Die Bebaubarkeit eines Grundstücks wird im Wesentlichen von vier Faktoren beeinflusst, die von den Bauherren bei der Planung ihres Hauses zu berücksichtigen sind. Dies sind die Bodenbeschaffenheit, die baurechtlichen Vorschriften, die Erschließung des Grundstücks und manchmal auch Vorschriften des Schallschutzes. Nicht jedes Grundstück ist bebaubar und nicht jedes Baugrundstück kann so bebaut werden, wie es die Vorüberlegungen der Bauherren erwarten lassen.  Nachstehend sind die möglichen Hemmnisse und Einflussfaktoren näher erläutert.

Bebaubarkeit eines Grundstücks

Bodenbeschaffenheit

Die Bodenbeschaffenheit macht insbesondere dann Probleme, wenn sich das Baugrundstück auf einem ehemaligen Gewerbegelände befindet.
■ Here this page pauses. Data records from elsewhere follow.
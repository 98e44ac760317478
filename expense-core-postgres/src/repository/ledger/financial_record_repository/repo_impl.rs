use async_trait::async_trait;
use expense_core_db::models::ledger::FinancialRecordModel;
use expense_core_db::repository::{load::Load, load_batch::LoadBatch};
use sqlx::{postgres::PgRow, Row};
use std::error::Error;
use uuid::Uuid;

use crate::executor::Executor;
use crate::utils::{get_heapless_string, get_optional_heapless_string, TryFromRow};

pub struct FinancialRecordRepositoryImpl {
    pub(crate) executor: Executor,
}

impl FinancialRecordRepositoryImpl {
    pub fn new(executor: Executor) -> Self {
        Self { executor }
    }
}

/// Columns shared by `financial_record` and `financial_record_audit`
pub(crate) const RECORD_COLUMNS: &str = "id, sequence, description, amount, category, \
    transaction_type, attachment_url, owner_id, created_at, prev_hash, hash, status, \
    action_by, audit_log_id";

impl TryFromRow<PgRow> for FinancialRecordModel {
    fn try_from_row(row: &PgRow) -> Result<Self, Box<dyn Error + Send + Sync>> {
        Ok(FinancialRecordModel {
            id: row.try_get("id")?,
            sequence: row.try_get("sequence")?,
            description: get_heapless_string(row, "description")?,
            amount: row.try_get("amount")?,
            category: get_heapless_string(row, "category")?,
            transaction_type: row.try_get("transaction_type")?,
            attachment_url: get_optional_heapless_string(row, "attachment_url")?,
            owner_id: row.try_get("owner_id")?,
            created_at: row.try_get("created_at")?,
            prev_hash: get_heapless_string(row, "prev_hash")?,
            hash: get_heapless_string(row, "hash")?,
            status: row.try_get("status")?,
            action_by: row.try_get("action_by")?,
            audit_log_id: row.try_get("audit_log_id")?,
        })
    }
}

#[async_trait]
impl Load<FinancialRecordModel> for FinancialRecordRepositoryImpl {
    async fn load(&self, id: Uuid) -> Result<Option<FinancialRecordModel>, Box<dyn Error + Send + Sync>> {
        let results = self.load_batch(&[id]).await?;
        Ok(results.into_iter().next().flatten())
    }
}

#[async_trait]
impl LoadBatch<FinancialRecordModel> for FinancialRecordRepositoryImpl {
    async fn load_batch(
        &self,
        ids: &[Uuid],
    ) -> Result<Vec<Option<FinancialRecordModel>>, Box<dyn Error + Send + Sync>> {
        Self::load_batch_impl(self, ids).await
    }
}
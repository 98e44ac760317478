use std::sync::Arc;

use super::financial_record_repository::FinancialRecordRepositoryImpl;
use crate::executor::Executor;

/// Builds ledger repositories bound to a session's executor.
#[derive(Default)]
pub struct LedgerRepoFactory {}

impl LedgerRepoFactory {
    pub fn new() -> Arc<Self> {
        Arc::new(Self {})
    }

    pub fn build_financial_record_repo(&self, executor: &Executor) -> Arc<FinancialRecordRepositoryImpl> {
        Arc::new(FinancialRecordRepositoryImpl::new(executor.clone()))
    }
}
use expense_core_db::models::audit::AuditLogModel;

use super::repo_impl::AuditLogRepositoryImpl;

impl AuditLogRepositoryImpl {
    pub(super) async fn create_impl(
        repo: &AuditLogRepositoryImpl,
        audit_log: AuditLogModel,
    ) -> Result<AuditLogModel, Box<dyn std::error::Error + Send + Sync>> {
        let query = sqlx::query(
            r#"
            INSERT INTO audit_log (id, updated_at, updated_by_person_id)
            VALUES ($1, $2, $3)
            "#,
        )
        .bind(audit_log.id)
        .bind(audit_log.updated_at)
        .bind(audit_log.updated_by_person_id);

        let mut tx = repo.executor.tx.lock().await;
        let transaction = tx.as_mut().ok_or("Transaction has been consumed")?;
        query.execute(&mut **transaction).await?;

        Ok(audit_log)
    }
}
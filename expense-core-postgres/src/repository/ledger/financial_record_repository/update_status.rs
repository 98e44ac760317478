use async_trait::async_trait;
use expense_core_db::models::ledger::FinancialRecordModel;
use expense_core_db::repository::update_status::UpdateStatus;
use std::error::Error;

use super::repo_impl::{FinancialRecordRepositoryImpl, RECORD_COLUMNS};

impl FinancialRecordRepositoryImpl {
    pub(super) async fn update_status_impl(
        repo: &FinancialRecordRepositoryImpl,
        item: &FinancialRecordModel,
        expected_hash: &str,
    ) -> Result<bool, Box<dyn Error + Send + Sync>> {
        let audit_log_id = item
            .audit_log_id
            .ok_or("audit_log_id is required for FinancialRecordModel")?;

        let mut tx = repo.executor.tx.lock().await;
        let transaction = tx.as_mut().ok_or("Transaction has been consumed")?;

        // content columns are never written here
        let updated = sqlx::query(
            r#"
            UPDATE financial_record SET
                status = $2,
                action_by = $3,
                hash = $4,
                audit_log_id = $5
            WHERE id = $1
              AND hash = $6
              AND status = 'Pending'
            "#,
        )
        .bind(item.id)
        .bind(item.status)
        .bind(item.action_by)
        .bind(item.hash.as_str())
        .bind(audit_log_id)
        .bind(expected_hash)
        .execute(&mut **transaction)
        .await?;

        if updated.rows_affected() == 0 {
            return Ok(false);
        }

        let snapshot = format!(
            "INSERT INTO financial_record_audit ({RECORD_COLUMNS}) \
             SELECT {RECORD_COLUMNS} FROM financial_record WHERE id = $1"
        );
        sqlx::query(&snapshot)
            .bind(item.id)
            .execute(&mut **transaction)
            .await?;

        Ok(true)
    }
}

#[async_trait]
impl UpdateStatus for FinancialRecordRepositoryImpl {
    async fn update_status(
        &self,
        item: &FinancialRecordModel,
        expected_hash: &str,
    ) -> Result<bool, Box<dyn Error + Send + Sync>> {
        Self::update_status_impl(self, item, expected_hash).await
    }
}
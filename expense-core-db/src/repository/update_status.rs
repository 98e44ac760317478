use async_trait::async_trait;

use crate::models::ledger::FinancialRecordModel;

/// Persists an approval decision
#[async_trait]
pub trait UpdateStatus: Send + Sync {
    /// Write `status`, `action_by`, `hash` and `audit_log_id` of `item` and
    /// append an audit snapshot.
    ///
    /// The update only applies while the stored row is still pending and still
    /// carries `expected_hash`.
    ///
    /// # Returns
    /// * `Ok(true)` - The row was updated
    /// * `Ok(false)` - The row changed concurrently or was already decided
    /// * `Err` - An error if the statement could not be executed
    async fn update_status(
        &self,
        item: &FinancialRecordModel,
        expected_hash: &str,
    ) -> Result<bool, Box<dyn std::error::Error + Send + Sync>>;
}
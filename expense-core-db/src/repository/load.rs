use async_trait::async_trait;
use uuid::Uuid;

use crate::models::identifiable::Identifiable;

/// Generic repository trait for loading entities by their ID
#[async_trait]
pub trait Load<T: Identifiable>: Send + Sync {
    /// Load an entity by its unique identifier
    ///
    /// # Returns
    /// * `Ok(Some(T))` - The loaded entity
    /// * `Ok(None)` - No entity with this id exists
    /// * `Err` - An error if the query could not be executed
    async fn load(&self, id: Uuid) -> Result<Option<T>, Box<dyn std::error::Error + Send + Sync>>;
}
Man sollte daher vorab erfragen, welche Gewerbe dort ausgeübt wurden und wann die Aufgabe des Geländes erfolgte. Betriebe, die mit Schwermetallen, Heizöl, Benzin u.ä. Stoffen tätig waren, haben selten die im Boden befindlichen Überreste ihrer Tätigkeiten entsorgt. Um vor weitreichenden, kostspieligen Sanierungsmaßnahmen gefeit zu sein, empfiehlt es sich, vor dem Abschluss des Grundstückskaufvertrages durch Befragung der Nachbarn und bei konkretem Verdacht durch Bestellung eines Bodengutachtens die notwendigen Maßnahmen zu treffen. Nach Abschluss des Kaufvertrages ist ein Regress meist zu spät, da der Eigentümer immer der Sanierungspflichtige ist.

Neben den Belastungen im Boden kann es auch Probleme mit dem Baugrund selbst geben, wenn dieser im Urstromtal eines Flusses liegt oder wenn sich das Grundstück in einem Moor- oder Marschgebiet befindet. In dem Fall ist ein Bodengutachten unumgänglich, da in jedem Fall besondere Gründungsmaßnahmen erfolgen müssen. Für diese Gründung ist meist eine sogenannte Pfahlgründung zu errichten. Die Länge und Anzahl der Pfähle, auf die das Fundament gesetzt wird, ergibt sich aus der Beschaffenheit des Bodens.

Das gegensätzliche Problem zum moorigen und sumpfigen Boden bei der Bodenbeschaffenheit ist Felsboden. Wenn Felsboden vorhanden ist, kann die Gründung nur durch Sprengungen erfolgen. Die Kosten hierfür können erhebliche Summen erreichen.

Baurechtliche Vorschriften

Die baurechtlichen Vorschriften sind im Baugesetzbuch, den Landesbauordnungen, den Flächennutzungsplänen und dem Bebauungsplan für das Baugrundstück enthalten. In diesen Vorschriften ist vieles geregelt. Ein Bebauungsplan mit entsprechender Satzung schreibt unter Umständen die Bebaubarkeit eines Grundstücks, die Anzahl der Geschosse, die Größe der Grundfläche des Hauses (GRZ), die Geschossfläche (GFZ), die Farbe und die Form des Daches und des Hauses, sowie manchmal auch die Art und Anzahl von Bäumen und Sträuchern auf dem Baugrundstück vor.

Die Grundstückserschließung

Die Grundstückserschließung kann ebenfalls zusätzliche Kosten verursachen, wenn man beispielsweise eine Gasheizung installieren will, der nächste Gasanschluss aber einen Kilometer entfernt ist. In diesem Zusammenhang ist auch auf die Mehrkosten für Erschließung von sogenannten „Pfeifenstielgrundstücken“ zu achten. Dabei handelt es sich um Grundstücke, die nur über einen schmalen Zuweg, quasi in zweiter Reihe zu erreichen sind. Bei Nutzung solcher Grundstücke entstehen in der Regel immer zusätzliche Kosten.

Schallschutzmaßnahmen

Als letzter Punkt ist auch noch auch noch auf eventuelle Vorschriften bezüglich eines besonderen Schallschutzes zu achten. Für Wohngebiete, die in der Nähe von stark frequentierten Straßen oder Eisenbahnen liegen, kann vorgeschrieben sein, dass die Fenster, die in diese Richtung weisen, über eine Zwangsentlüftung verfügen müssen. Außerdem können die Lärmschutzwerte der Fenster und Türen höher sein als bei den Fenstern und Türen, die auf der anderen Seite des Hauses liegen. Die Kosten für solche Maßnahmen können ebenfalls erhebliche Höhen erreichen.

Grundsätzlich sollte man also vor dem Ankauf eines Grundstückes diese möglichen Kostentreiber ausschließen bzw. die Bebaubarkeit eines Grundstücks prüfen.